*** Opening of Dataset records ***

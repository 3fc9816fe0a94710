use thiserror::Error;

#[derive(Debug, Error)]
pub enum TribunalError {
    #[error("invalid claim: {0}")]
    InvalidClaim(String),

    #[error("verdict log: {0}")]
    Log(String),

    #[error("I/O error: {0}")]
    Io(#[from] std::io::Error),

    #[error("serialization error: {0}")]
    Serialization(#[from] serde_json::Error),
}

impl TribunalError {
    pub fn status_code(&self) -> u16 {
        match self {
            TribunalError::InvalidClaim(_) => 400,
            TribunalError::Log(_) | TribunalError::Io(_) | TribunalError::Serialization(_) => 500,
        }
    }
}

*** Close of Dataset records ***
*** Opening of Dataset records ***

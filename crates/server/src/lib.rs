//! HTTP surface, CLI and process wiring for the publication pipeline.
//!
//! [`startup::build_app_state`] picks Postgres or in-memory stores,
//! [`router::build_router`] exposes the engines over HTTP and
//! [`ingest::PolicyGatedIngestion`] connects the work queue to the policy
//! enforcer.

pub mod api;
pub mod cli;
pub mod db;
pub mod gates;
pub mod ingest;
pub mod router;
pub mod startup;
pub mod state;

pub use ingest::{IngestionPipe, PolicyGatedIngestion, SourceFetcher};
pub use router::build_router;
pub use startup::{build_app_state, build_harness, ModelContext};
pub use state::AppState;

*** Close of Dataset records ***
*** Opening of Dataset records ***

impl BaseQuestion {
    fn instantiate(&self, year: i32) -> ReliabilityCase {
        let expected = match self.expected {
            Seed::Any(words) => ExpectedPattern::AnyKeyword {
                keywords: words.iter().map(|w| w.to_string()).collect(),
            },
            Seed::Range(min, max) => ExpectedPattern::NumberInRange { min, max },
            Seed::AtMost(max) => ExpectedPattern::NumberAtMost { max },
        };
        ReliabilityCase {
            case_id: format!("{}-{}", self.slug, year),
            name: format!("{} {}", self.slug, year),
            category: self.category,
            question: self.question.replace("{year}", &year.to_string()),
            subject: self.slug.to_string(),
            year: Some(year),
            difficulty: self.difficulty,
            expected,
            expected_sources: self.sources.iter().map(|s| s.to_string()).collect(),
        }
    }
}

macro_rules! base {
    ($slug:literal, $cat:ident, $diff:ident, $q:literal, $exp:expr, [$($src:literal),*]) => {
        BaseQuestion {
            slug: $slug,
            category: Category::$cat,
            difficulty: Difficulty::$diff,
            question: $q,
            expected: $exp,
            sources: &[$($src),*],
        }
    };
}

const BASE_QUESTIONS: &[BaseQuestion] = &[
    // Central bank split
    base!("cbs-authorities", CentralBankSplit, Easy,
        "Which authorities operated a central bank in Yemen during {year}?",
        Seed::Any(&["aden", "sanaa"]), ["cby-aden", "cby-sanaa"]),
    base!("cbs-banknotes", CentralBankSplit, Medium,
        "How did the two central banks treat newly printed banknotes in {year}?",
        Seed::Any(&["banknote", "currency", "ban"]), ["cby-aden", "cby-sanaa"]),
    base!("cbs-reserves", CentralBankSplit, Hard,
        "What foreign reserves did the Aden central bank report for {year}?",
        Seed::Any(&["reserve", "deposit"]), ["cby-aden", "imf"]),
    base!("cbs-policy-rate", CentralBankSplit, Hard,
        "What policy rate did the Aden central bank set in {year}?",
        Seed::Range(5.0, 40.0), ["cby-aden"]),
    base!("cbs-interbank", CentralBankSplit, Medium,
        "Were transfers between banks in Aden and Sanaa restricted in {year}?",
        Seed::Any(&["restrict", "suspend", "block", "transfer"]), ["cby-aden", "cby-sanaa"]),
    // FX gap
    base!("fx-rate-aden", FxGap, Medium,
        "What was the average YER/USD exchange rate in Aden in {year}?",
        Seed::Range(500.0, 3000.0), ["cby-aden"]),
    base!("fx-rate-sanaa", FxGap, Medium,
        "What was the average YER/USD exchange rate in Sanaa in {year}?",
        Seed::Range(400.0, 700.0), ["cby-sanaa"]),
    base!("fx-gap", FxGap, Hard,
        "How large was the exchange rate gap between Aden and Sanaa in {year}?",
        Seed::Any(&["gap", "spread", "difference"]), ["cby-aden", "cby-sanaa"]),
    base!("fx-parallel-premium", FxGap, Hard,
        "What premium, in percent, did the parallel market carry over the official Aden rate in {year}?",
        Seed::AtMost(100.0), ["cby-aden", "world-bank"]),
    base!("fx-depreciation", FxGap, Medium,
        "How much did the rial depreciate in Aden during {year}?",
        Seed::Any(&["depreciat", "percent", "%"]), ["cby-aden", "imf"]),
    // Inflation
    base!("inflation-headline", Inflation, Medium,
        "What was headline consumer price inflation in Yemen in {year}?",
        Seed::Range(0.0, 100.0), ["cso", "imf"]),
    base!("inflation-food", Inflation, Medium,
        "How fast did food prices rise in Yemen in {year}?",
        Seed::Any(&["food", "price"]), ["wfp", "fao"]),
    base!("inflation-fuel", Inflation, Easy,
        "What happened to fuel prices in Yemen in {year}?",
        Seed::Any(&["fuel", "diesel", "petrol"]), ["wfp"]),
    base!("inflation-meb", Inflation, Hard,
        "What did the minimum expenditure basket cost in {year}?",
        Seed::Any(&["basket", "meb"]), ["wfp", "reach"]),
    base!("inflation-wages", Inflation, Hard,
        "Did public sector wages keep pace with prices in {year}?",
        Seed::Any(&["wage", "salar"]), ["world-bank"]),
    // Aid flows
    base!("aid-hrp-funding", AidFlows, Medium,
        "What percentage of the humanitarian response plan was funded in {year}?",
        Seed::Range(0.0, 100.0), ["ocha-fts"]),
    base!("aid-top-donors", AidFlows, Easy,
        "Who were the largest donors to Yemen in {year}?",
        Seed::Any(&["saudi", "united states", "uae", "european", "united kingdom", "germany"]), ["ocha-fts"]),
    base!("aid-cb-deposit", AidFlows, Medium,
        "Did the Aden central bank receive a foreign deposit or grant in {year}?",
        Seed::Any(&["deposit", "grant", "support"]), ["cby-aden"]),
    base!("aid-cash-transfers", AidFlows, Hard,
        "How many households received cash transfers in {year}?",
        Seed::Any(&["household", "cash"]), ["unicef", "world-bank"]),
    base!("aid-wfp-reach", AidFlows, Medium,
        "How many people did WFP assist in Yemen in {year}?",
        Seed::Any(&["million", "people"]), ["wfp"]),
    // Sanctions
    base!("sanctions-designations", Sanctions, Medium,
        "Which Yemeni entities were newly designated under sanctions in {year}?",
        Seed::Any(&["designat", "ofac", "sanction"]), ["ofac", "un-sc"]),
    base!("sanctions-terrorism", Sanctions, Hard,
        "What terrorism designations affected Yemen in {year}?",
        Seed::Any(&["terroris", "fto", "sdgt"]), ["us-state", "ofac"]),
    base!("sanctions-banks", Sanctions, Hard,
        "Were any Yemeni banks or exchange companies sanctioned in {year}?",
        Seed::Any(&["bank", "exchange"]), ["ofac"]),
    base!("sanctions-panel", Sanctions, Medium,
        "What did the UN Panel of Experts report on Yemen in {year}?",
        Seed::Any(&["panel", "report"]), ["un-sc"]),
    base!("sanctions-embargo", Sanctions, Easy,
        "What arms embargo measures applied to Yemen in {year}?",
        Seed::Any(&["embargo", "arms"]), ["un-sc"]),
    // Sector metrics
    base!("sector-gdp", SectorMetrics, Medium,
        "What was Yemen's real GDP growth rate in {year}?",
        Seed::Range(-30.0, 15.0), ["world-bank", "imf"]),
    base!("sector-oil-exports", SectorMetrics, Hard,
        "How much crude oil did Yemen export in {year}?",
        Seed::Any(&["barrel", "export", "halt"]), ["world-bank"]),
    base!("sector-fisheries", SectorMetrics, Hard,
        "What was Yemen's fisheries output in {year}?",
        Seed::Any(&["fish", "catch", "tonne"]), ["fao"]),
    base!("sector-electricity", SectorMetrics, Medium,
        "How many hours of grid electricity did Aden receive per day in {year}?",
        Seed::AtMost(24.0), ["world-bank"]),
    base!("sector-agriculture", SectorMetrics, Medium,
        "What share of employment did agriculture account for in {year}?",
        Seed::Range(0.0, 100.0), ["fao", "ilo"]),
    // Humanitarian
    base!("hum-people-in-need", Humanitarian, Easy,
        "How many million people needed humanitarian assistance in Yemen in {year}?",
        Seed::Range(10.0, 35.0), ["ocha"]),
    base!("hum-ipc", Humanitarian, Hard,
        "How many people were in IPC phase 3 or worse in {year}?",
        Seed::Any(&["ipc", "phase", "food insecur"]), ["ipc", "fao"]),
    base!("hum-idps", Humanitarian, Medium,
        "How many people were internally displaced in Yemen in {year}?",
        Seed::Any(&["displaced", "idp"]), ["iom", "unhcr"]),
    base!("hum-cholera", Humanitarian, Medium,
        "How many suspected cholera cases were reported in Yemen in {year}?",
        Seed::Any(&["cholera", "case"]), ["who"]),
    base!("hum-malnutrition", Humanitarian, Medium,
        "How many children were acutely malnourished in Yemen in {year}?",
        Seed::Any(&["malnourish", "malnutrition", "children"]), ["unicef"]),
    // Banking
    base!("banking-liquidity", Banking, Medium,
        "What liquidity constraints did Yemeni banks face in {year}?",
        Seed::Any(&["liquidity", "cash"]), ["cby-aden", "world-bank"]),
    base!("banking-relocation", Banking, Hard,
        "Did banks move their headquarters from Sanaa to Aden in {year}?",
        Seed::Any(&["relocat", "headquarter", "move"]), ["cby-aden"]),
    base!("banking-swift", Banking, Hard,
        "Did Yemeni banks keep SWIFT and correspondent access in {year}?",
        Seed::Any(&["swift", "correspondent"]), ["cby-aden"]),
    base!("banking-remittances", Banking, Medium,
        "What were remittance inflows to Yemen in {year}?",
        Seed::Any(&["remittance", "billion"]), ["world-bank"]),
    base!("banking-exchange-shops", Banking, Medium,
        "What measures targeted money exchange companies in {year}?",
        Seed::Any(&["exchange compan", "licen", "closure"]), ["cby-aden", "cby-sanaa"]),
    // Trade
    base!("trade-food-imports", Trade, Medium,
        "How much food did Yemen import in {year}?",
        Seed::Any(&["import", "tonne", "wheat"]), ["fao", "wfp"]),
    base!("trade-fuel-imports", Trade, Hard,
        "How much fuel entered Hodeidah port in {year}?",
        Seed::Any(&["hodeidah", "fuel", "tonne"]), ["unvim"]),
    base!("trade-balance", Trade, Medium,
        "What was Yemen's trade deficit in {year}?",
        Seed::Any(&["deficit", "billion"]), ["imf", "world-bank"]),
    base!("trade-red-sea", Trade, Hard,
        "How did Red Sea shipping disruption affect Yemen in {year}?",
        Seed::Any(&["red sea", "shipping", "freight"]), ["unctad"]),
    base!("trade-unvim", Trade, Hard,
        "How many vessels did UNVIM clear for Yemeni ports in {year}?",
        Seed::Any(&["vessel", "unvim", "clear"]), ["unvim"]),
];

*** Close of Dataset records ***

Your instructions:
Reproduce exactly the lines above from the line with "were remittance inflows" to the line with "measures targeted money", including both, and add nothing.

Answer space:
        "What were remittance inflows to Yemen in {year}?",
        Seed::Any(&["remittance", "billion"]), ["world-bank"]),
    base!("banking-exchange-shops", Banking, Medium,
        "What measures targeted money exchange companies in {year}?",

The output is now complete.